Maybe you can write one in Assembler. ;-)
Actually I had a FLOOR function in FORTRAN that was based on the less than optimal IDINT function that I replaced with my handy-dandy assembler DINT. So this is available now. This is what I have been using, does it look ok or can it be improved:
Code:
DOUBLE PRECISION FUNCTION DFLOOR(X) 00040003
REAL*8 X 00050000
REAL*8 DINT 00070004
C 00080004
DFLOOR = DINT(X) 00090004
IF (X .LT. 0.0D0) DFLOOR = DFLOOR - 1.0D0 00100002
RETURN 00110000
END 00120000
(05-04-2016 01:34 PM)Dieter Wrote: [ -> ]Now add a few lines that handle dms<0 (there is a DSIGN function in Fortran IV) or dms=0 (simply return zero), and you're done.

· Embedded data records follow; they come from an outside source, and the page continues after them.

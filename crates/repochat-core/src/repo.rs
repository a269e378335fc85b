//! GitHub URL parsing and local snapshot acquisition via `git clone`.

use std::path::{Path, PathBuf};
use std::process::Stdio;
use std::sync::LazyLock;

use regex::Regex;
use tokio::process::Command;

use crate::error::ChatError;

// Owner and repo: one path segment each. Trailing `.git`, path segments,
// query or fragment are tolerated and dropped.
static GITHUB_URL_REGEX: LazyLock<Regex> = LazyLock::new(|| {
    Regex::new(r"^https://github\.com/([A-Za-z0-9_.-]+)/([A-Za-z0-9_.-]+?)(?:\.git)?(?:[/?#].*)?$")
        .expect("github url regex is valid")
});

/// `(owner, repo)` pair identifying a repository snapshot.
#[derive(Debug, Clone, PartialEq, Eq, Hash)]
pub struct RepoSlug {
    pub owner: String,
    pub name: String,
}

impl RepoSlug {
    /// # Errors
    ///
    /// Returns `ChatError::InvalidUrl` when `url` is not a GitHub repository URL.
    pub fn parse(url: &str) -> Result<Self, ChatError> {
        let invalid = || ChatError::InvalidUrl(url.to_owned());
        let caps = GITHUB_URL_REGEX.captures(url.trim()).ok_or_else(invalid)?;
        let owner = &caps[1];
        let name = &caps[2];
        // A leading dot would name a hidden directory the loader never walks.
        if [owner, name].iter().any(|s| s.starts_with('.')) {
            return Err(invalid());
        }
        Ok(Self {
            owner: owner.to_owned(),
            name: name.to_owned(),
        })
    }

    /// Snapshot location relative to the repos directory.
    #[must_use]
    pub fn relative_dir(&self) -> PathBuf {
        Path::new(&self.owner).join(&self.name)
    }

    /// Canonical clone URL with any trailing path, query or `.git` stripped.
    #[must_use]
    pub fn clone_url(&self) -> String {
        format!("https://github.com/{}/{}", self.owner, self.name)
    }
}

impl std::fmt::Display for RepoSlug {
    fn fmt(&self, f: &mut std::fmt::Formatter<'_>) -> std::fmt::Result {
        write!(f, "{}/{}", self.owner, self.name)
    }
}

/// Fetches a remote repository into a local directory.
pub trait GitCloner: Send + Sync {
    /// Clone `url` into `target`. `target` must not exist yet.
    ///
    /// # Errors
    ///
    /// Returns `ChatError::Clone` if the clone fails.
    fn clone_repo(
        &self,
        url: &str,
        target: &Path,
    ) -> impl Future<Output = Result<(), ChatError>> + Send;
}

/// Runs the `git` binary as a subprocess.
#[derive(Debug, Clone)]
pub struct GitCli {
    binary: PathBuf,
}

impl Default for GitCli {
    fn default() -> Self {
        Self::new("git")
    }
}

impl GitCli {
    #[must_use]
    pub fn new(binary: impl Into<PathBuf>) -> Self {
        Self {
            binary: binary.into(),
        }
    }
}

impl GitCloner for GitCli {
    async fn clone_repo(&self, url: &str, target: &Path) -> Result<(), ChatError> {
        let output = Command::new(&self.binary)
            .arg("clone")
            .arg(url)
            .arg(target)
            .env("GIT_TERMINAL_PROMPT", "0")
            .stdin(Stdio::null())
            .stdout(Stdio::piped())
            .stderr(Stdio::piped())
            .output()
            .await
            .map_err(|e| {
                ChatError::Clone(format!("failed to run {}: {e}", self.binary.display()))
            })?;

        if output.status.success() {
            return Ok(());
        }

        let stderr = String::from_utf8_lossy(&output.stderr).trim().to_owned();
        tracing::error!(url, status = %output.status, "git clone failed");
        if stderr.is_empty() {
            Err(ChatError::Clone(format!("git exited with {}", output.status)))
        } else {
            Err(ChatError::Clone(stderr))
        }
    }
}

/// Maps GitHub URLs to snapshots under `repos_dir`, cloning on first use.
pub struct RepositoryAcquirer<G> {
    cloner: G,
    repos_dir: PathBuf,
}

impl<G: GitCloner> RepositoryAcquirer<G> {
    #[must_use]
    pub fn new(cloner: G, repos_dir: impl Into<PathBuf>) -> Self {
        Self {
            cloner,
            repos_dir: repos_dir.into(),
        }
    }

    /// Resolve `url` to a local snapshot, cloning only when it does not exist yet.
    ///
    /// # Errors
    ///
    /// `InvalidUrl` before any filesystem access, `Io` if the parent directory
    /// cannot be created, `Clone` on git failure, `AcquisitionInconsistency` when
    /// git succeeded without producing the target.
    pub async fn acquire(&self, url: &str) -> Result<(RepoSlug, PathBuf), ChatError> {
        let slug = RepoSlug::parse(url)?;
        let target = self.repos_dir.join(slug.relative_dir());

        if tokio::fs::try_exists(&target).await? {
            tracing::info!(owner = %slug.owner, repo = %slug.name, path = %target.display(), "using existing snapshot");
            return Ok((slug, target));
        }

        if let Some(parent) = target.parent() {
            tokio::fs::create_dir_all(parent).await?;
        }

        let clone_url = slug.clone_url();
        tracing::info!(owner = %slug.owner, repo = %slug.name, url = %clone_url, "cloning repository");
        let start = std::time::Instant::now();
        self.cloner.clone_repo(&clone_url, &target).await?;

        if !tokio::fs::try_exists(&target).await? {
            return Err(ChatError::AcquisitionInconsistency(target));
        }

        tracing::info!(
            owner = %slug.owner,
            repo = %slug.name,
            duration_ms = u64::try_from(start.elapsed().as_millis()).unwrap_or(u64::MAX),
            "clone complete"
        );
        Ok((slug, target))
    }
}
mod notebook;
#[cfg(feature = "pdf")]
mod pdf;
mod text;

use std::path::{Path, PathBuf};

pub use notebook::NotebookLoader;
#[cfg(feature = "pdf")]
pub use pdf::PdfLoader;
pub use text::TextLoader;

use super::{DocumentError, DocumentMetadata};

/// Canonicalize `path` and reject it when it exceeds `max_size` bytes.
async fn open_checked(path: &Path, max_size: u64) -> Result<PathBuf, DocumentError> {
    let path = tokio::fs::canonicalize(path).await?;
    let meta = tokio::fs::metadata(&path).await?;
    if meta.len() > max_size {
        return Err(DocumentError::FileTooLarge(meta.len()));
    }
    Ok(path)
}

/// Metadata for a file loaded on its own. The directory reader replaces
/// `file_path` with the repository-relative path.
fn metadata_for(path: &Path, content_type: &str) -> DocumentMetadata {
    DocumentMetadata {
        source: path.display().to_string(),
        file_path: path
            .file_name()
            .map(|n| n.to_string_lossy().into_owned())
            .unwrap_or_default(),
        content_type: content_type.to_owned(),
    }
}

Edit: this could be a solution.
Code:
Function dms2dd(dms)
Const safedigits = 16
adms = Abs(dms)
If adms >= 1 Then
k = Int(log10(adms))
Else
If adms = 0 Then
k = 0
Else
k = Int(log10(adms)) - 1
End If
End If
n = safedigits - 3 - k
dd = Int(adms)
mmss = Round(100 * (adms - dd), n)
mm = Int(mmss)
ss = (mmss - mm) * 100
dms2dd = dsign(dd + mm / 60 + ss / 3600, dms)
End Function
If I get it right, dsign transfers the sign of the second argument to the first one, i.e. dsgn(x, y) = abs(x) * sign(y), which is quite handy here.
Dieter
Given our beautiful results above is this necessary? If you think it's a good idea I'll look into that later since I have shut the machine off already.
Thanks again.
(05-04-2016 02:50 PM)HP67 Wrote: [ -> ]Actually I had a FLOOR function in FORTRAN that was based on the less than optimal IDINT function that I replaced with my handy-dandy assembler DINT. So this is available now. This is what I have been using, does it look ok or can it be improved:
It can be improved so that it returns correct results for integer x<0. The given implementation will return FLOOR(–3) = –4, which of course is wrong. You might test if x<0 and x≠int(x).
(05-04-2016 02:50 PM)HP67 Wrote: [ -> ]Given our beautiful results above is this necessary?
The suggested changes provide correct results for arguments that are extremely small, zero or negative. I think this makes sense.
Dieter
Thanks. I have no idea how I could have missed that. Something looked wrong to me. Fixed!
I'll get back to the other improvements asap but have been unable to get back to this for a long time since some big things have been going on.